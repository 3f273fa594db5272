//! # Snapshot Loader
//!
//! Fetches the three remote collections for a user concurrently, joins
//! them once all three have settled, and normalizes the loose remote
//! shapes into one consistent [`AppState`]. No partial snapshot is ever
//! produced: any fetch failure surfaces as a single [`LoadError`] and the
//! caller keeps whatever state it had before.
//!
//! ## Normalization policy
//!
//! Numeric fields (`earnings`, `monthly_amount`, `amount`, `mileage`)
//! accept numbers and numeric strings; missing or malformed values fall
//! back to zero with a warning. `is_closed` accepts any truthy remote
//! representation. Structurally required fields (`id`, `date`) have no
//! sensible default, so a malformed one fails the load instead.

use std::collections::HashSet;
use std::sync::Arc;

use chrono::NaiveDate;
use serde_json::Value;
use shared::{AppState, DailyRecord, Expense, FixedCost, Theme, User};
use tracing::{info, warn};

use crate::domain::errors::{LoadError, NormalizationError};
use crate::storage::rows::{DailyRecordRow, ExpenseRow, FixedCostRow, ProfileRow};
use crate::storage::traits::RemoteStore;

#[derive(Clone)]
pub struct SnapshotLoader {
    store: Arc<dyn RemoteStore>,
}

impl SnapshotLoader {
    pub fn new(store: Arc<dyn RemoteStore>) -> Self {
        Self { store }
    }

    /// Fetch profile, fixed costs and daily records concurrently and join
    /// them into a fresh snapshot for the given user
    pub async fn load(&self, user_id: &str) -> Result<AppState, LoadError> {
        info!(user_id = %user_id, "loading snapshot");

        let (profile, costs, records) = tokio::join!(
            self.store.get_profile(user_id),
            self.store.list_fixed_costs(user_id),
            self.store.list_daily_records(user_id),
        );

        let profile = profile.map_err(|source| LoadError::Fetch { collection: "profile", source })?;
        let costs = costs.map_err(|source| LoadError::Fetch { collection: "fixed_costs", source })?;
        let records = records.map_err(|source| LoadError::Fetch { collection: "daily_records", source })?;

        let snapshot = AppState {
            // A session without a profile row is not an error
            user: profile.map(normalize_profile),
            fixed_costs: costs.iter().map(normalize_fixed_cost).collect(),
            daily_records: normalize_daily_records(records)?,
            theme: Theme::default(),
        };

        info!(
            user_id = %user_id,
            records = snapshot.daily_records.len(),
            fixed_costs = snapshot.fixed_costs.len(),
            "snapshot loaded"
        );
        Ok(snapshot)
    }
}

fn normalize_profile(row: ProfileRow) -> User {
    User {
        first_name: row.first_name.unwrap_or_default(),
        last_name: row.last_name.unwrap_or_default(),
        email: row.email.unwrap_or_default(),
        phone: row.phone,
    }
}

fn normalize_fixed_cost(row: &FixedCostRow) -> FixedCost {
    FixedCost {
        id: row.id.clone(),
        name: row.name.clone().unwrap_or_default(),
        monthly_amount: coerce_decimal("monthly_amount", &row.monthly_amount),
    }
}

fn normalize_expense(row: ExpenseRow) -> Expense {
    Expense {
        id: row.id,
        expense_type: row.expense_type.unwrap_or_default(),
        amount: coerce_decimal("amount", &row.amount),
    }
}

fn normalize_daily_records(rows: Vec<DailyRecordRow>) -> Result<Vec<DailyRecord>, NormalizationError> {
    let mut seen = HashSet::new();
    let mut records = Vec::with_capacity(rows.len());

    for row in rows {
        let date = parse_date(&row.date)?;
        // At most one record per date; rows arrive most recent first
        if !seen.insert(date) {
            warn!(%date, "duplicate daily record dropped");
            continue;
        }
        records.push(DailyRecord {
            date,
            earnings: coerce_decimal("earnings", &row.earnings),
            mileage: coerce_integer("mileage", &row.mileage),
            is_closed: coerce_flag(&row.is_closed),
            expenses: row.expenses.into_iter().map(normalize_expense).collect(),
        });
    }

    // The store promises date-descending order; enforce it anyway
    records.sort_by(|a, b| b.date.cmp(&a.date));
    Ok(records)
}

fn parse_date(raw: &str) -> Result<NaiveDate, NormalizationError> {
    NaiveDate::parse_from_str(raw, "%Y-%m-%d").map_err(|_| NormalizationError {
        field: "date",
        reason: format!("{:?} is not a calendar date", raw),
    })
}

/// Coerce a loosely-typed remote numeric into f64, defaulting to zero
fn coerce_decimal(field: &'static str, value: &Value) -> f64 {
    match value {
        Value::Number(n) => n.as_f64().unwrap_or(0.0),
        Value::String(s) => s.trim().parse().unwrap_or_else(|_| {
            warn!(field, raw = %s, "non-numeric value, using 0");
            0.0
        }),
        Value::Null => 0.0,
        other => {
            warn!(field, raw = %other, "unexpected value shape, using 0");
            0.0
        }
    }
}

/// Coerce a loosely-typed remote integer into i64, defaulting to zero
fn coerce_integer(field: &'static str, value: &Value) -> i64 {
    match value {
        Value::Number(n) => n.as_i64().unwrap_or_else(|| n.as_f64().unwrap_or(0.0) as i64),
        Value::String(s) => s.trim().parse().unwrap_or_else(|_| {
            warn!(field, raw = %s, "non-numeric value, using 0");
            0
        }),
        Value::Null => 0,
        other => {
            warn!(field, raw = %other, "unexpected value shape, using 0");
            0
        }
    }
}

/// Coerce any truthy remote representation into a boolean
fn coerce_flag(value: &Value) -> bool {
    match value {
        Value::Bool(b) => *b,
        Value::Number(n) => n.as_f64().map(|f| f != 0.0).unwrap_or(false),
        Value::String(s) => matches!(s.trim().to_ascii_lowercase().as_str(), "true" | "t" | "1"),
        _ => false,
    }
}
_ _ _ _ _ _ _
Please repeat the whole listing above, keeping every line exactly as it reads.

repository 3f273fa594db5272
//! # Snapshot Loader
//!
//! Fetches the three remote collections for a user concurrently, joins
//! them once all three have settled, and normalizes the loose remote
//! shapes into one consistent [`AppState`]. No partial snapshot is ever
//! produced: any fetch failure surfaces as a single [`LoadError`] and the
//! caller keeps whatever state it had before.
//!
//! ## Normalization policy
//!
//! Numeric fields (`earnings`, `monthly_amount`, `amount`, `mileage`)
//! accept numbers and numeric strings; missing or malformed values fall
//! back to zero with a warning. `is_closed` accepts any truthy remote
//! representation. Structurally required fields (`id`, `date`) have no
//! sensible default, so a malformed one fails the load instead.

use std::collections::HashSet;
use std::sync::Arc;

use chrono::NaiveDate;
use serde_json::Value;
use shared::{AppState, DailyRecord, Expense, FixedCost, Theme, User};
use tracing::{info, warn};

use crate::domain::errors::{LoadError, NormalizationError};
use crate::storage::rows::{DailyRecordRow, ExpenseRow, FixedCostRow, ProfileRow};
use crate::storage::traits::RemoteStore;

#[derive(Clone)]
pub struct SnapshotLoader {
    store: Arc<dyn RemoteStore>,
}

impl SnapshotLoader {
    pub fn new(store: Arc<dyn RemoteStore>) -> Self {
        Self { store }
    }

    /// Fetch profile, fixed costs and daily records concurrently and join
    /// them into a fresh snapshot for the given user
    pub async fn load(&self, user_id: &str) -> Result<AppState, LoadError> {
        info!(user_id = %user_id, "loading snapshot");

        let (profile, costs, records) = tokio::join!(
            self.store.get_profile(user_id),
            self.store.list_fixed_costs(user_id),
            self.store.list_daily_records(user_id),
        );

        let profile = profile.map_err(|source| LoadError::Fetch { collection: "profile", source })?;
        let costs = costs.map_err(|source| LoadError::Fetch { collection: "fixed_costs", source })?;
        let records = records.map_err(|source| LoadError::Fetch { collection: "daily_records", source })?;

        let snapshot = AppState {
            // A session without a profile row is not an error
            user: profile.map(normalize_profile),
            fixed_costs: costs.iter().map(normalize_fixed_cost).collect(),
            daily_records: normalize_daily_records(records)?,
            theme: Theme::default(),
        };

        info!(
            user_id = %user_id,
            records = snapshot.daily_records.len(),
            fixed_costs = snapshot.fixed_costs.len(),
            "snapshot loaded"
        );
        Ok(snapshot)
    }
}

fn normalize_profile(row: ProfileRow) -> User {
    User {
        first_name: row.first_name.unwrap_or_default(),
        last_name: row.last_name.unwrap_or_default(),
        email: row.email.unwrap_or_default(),
        phone: row.phone,
    }
}

fn normalize_fixed_cost(row: &FixedCostRow) -> FixedCost {
    FixedCost {
        id: row.id.clone(),
        name: row.name.clone().unwrap_or_default(),
        monthly_amount: coerce_decimal("monthly_amount", &row.monthly_amount),
    }
}

fn normalize_expense(row: ExpenseRow) -> Expense {
    Expense {
        id: row.id,
        expense_type: row.expense_type.unwrap_or_default(),
        amount: coerce_decimal("amount", &row.amount),
    }
}

fn normalize_daily_records(rows: Vec<DailyRecordRow>) -> Result<Vec<DailyRecord>, NormalizationError> {
    let mut seen = HashSet::new();
    let mut records = Vec::with_capacity(rows.len());

    for row in rows {
        let date = parse_date(&row.date)?;
        // At most one record per date; rows arrive most recent first
        if !seen.insert(date) {
            warn!(%date, "duplicate daily record dropped");
            continue;
        }
        records.push(DailyRecord {
            date,
            earnings: coerce_decimal("earnings", &row.earnings),
            mileage: coerce_integer("mileage", &row.mileage),
            is_closed: coerce_flag(&row.is_closed),
            expenses: row.expenses.into_iter().map(normalize_expense).collect(),
        });
    }

    // The store promises date-descending order; enforce it anyway
    records.sort_by(|a, b| b.date.cmp(&a.date));
    Ok(records)
}

fn parse_date(raw: &str) -> Result<NaiveDate, NormalizationError> {
    NaiveDate::parse_from_str(raw, "%Y-%m-%d").map_err(|_| NormalizationError {
        field: "date",
        reason: format!("{:?} is not a calendar date", raw),
    })
}

/// Coerce a loosely-typed remote numeric into f64, defaulting to zero
fn coerce_decimal(field: &'static str, value: &Value) -> f64 {
    match value {
        Value::Number(n) => n.as_f64().unwrap_or(0.0),
        Value::String(s) => s.trim().parse().unwrap_or_else(|_| {
            warn!(field, raw = %s, "non-numeric value, using 0");
            0.0
        }),
        Value::Null => 0.0,
        other => {
            warn!(field, raw = %other, "unexpected value shape, using 0");
            0.0
        }
    }
}

/// Coerce a loosely-typed remote integer into i64, defaulting to zero
fn coerce_integer(field: &'static str, value: &Value) -> i64 {
    match value {
        Value::Number(n) => n.as_i64().unwrap_or_else(|| n.as_f64().unwrap_or(0.0) as i64),
        Value::String(s) => s.trim().parse().unwrap_or_else(|_| {
            warn!(field, raw = %s, "non-numeric value, using 0");
            0
        }),
        Value::Null => 0,
        other => {
            warn!(field, raw = %other, "unexpected value shape, using 0");
            0
        }
    }
}

/// Coerce any truthy remote representation into a boolean
fn coerce_flag(value: &Value) -> bool {
    match value {
        Value::Bool(b) => *b,
        Value::Number(n) => n.as_f64().map(|f| f != 0.0).unwrap_or(false),
        Value::String(s) => matches!(s.trim().to_ascii_lowercase().as_str(), "true" | "t" | "1"),
        _ => false,
    }
}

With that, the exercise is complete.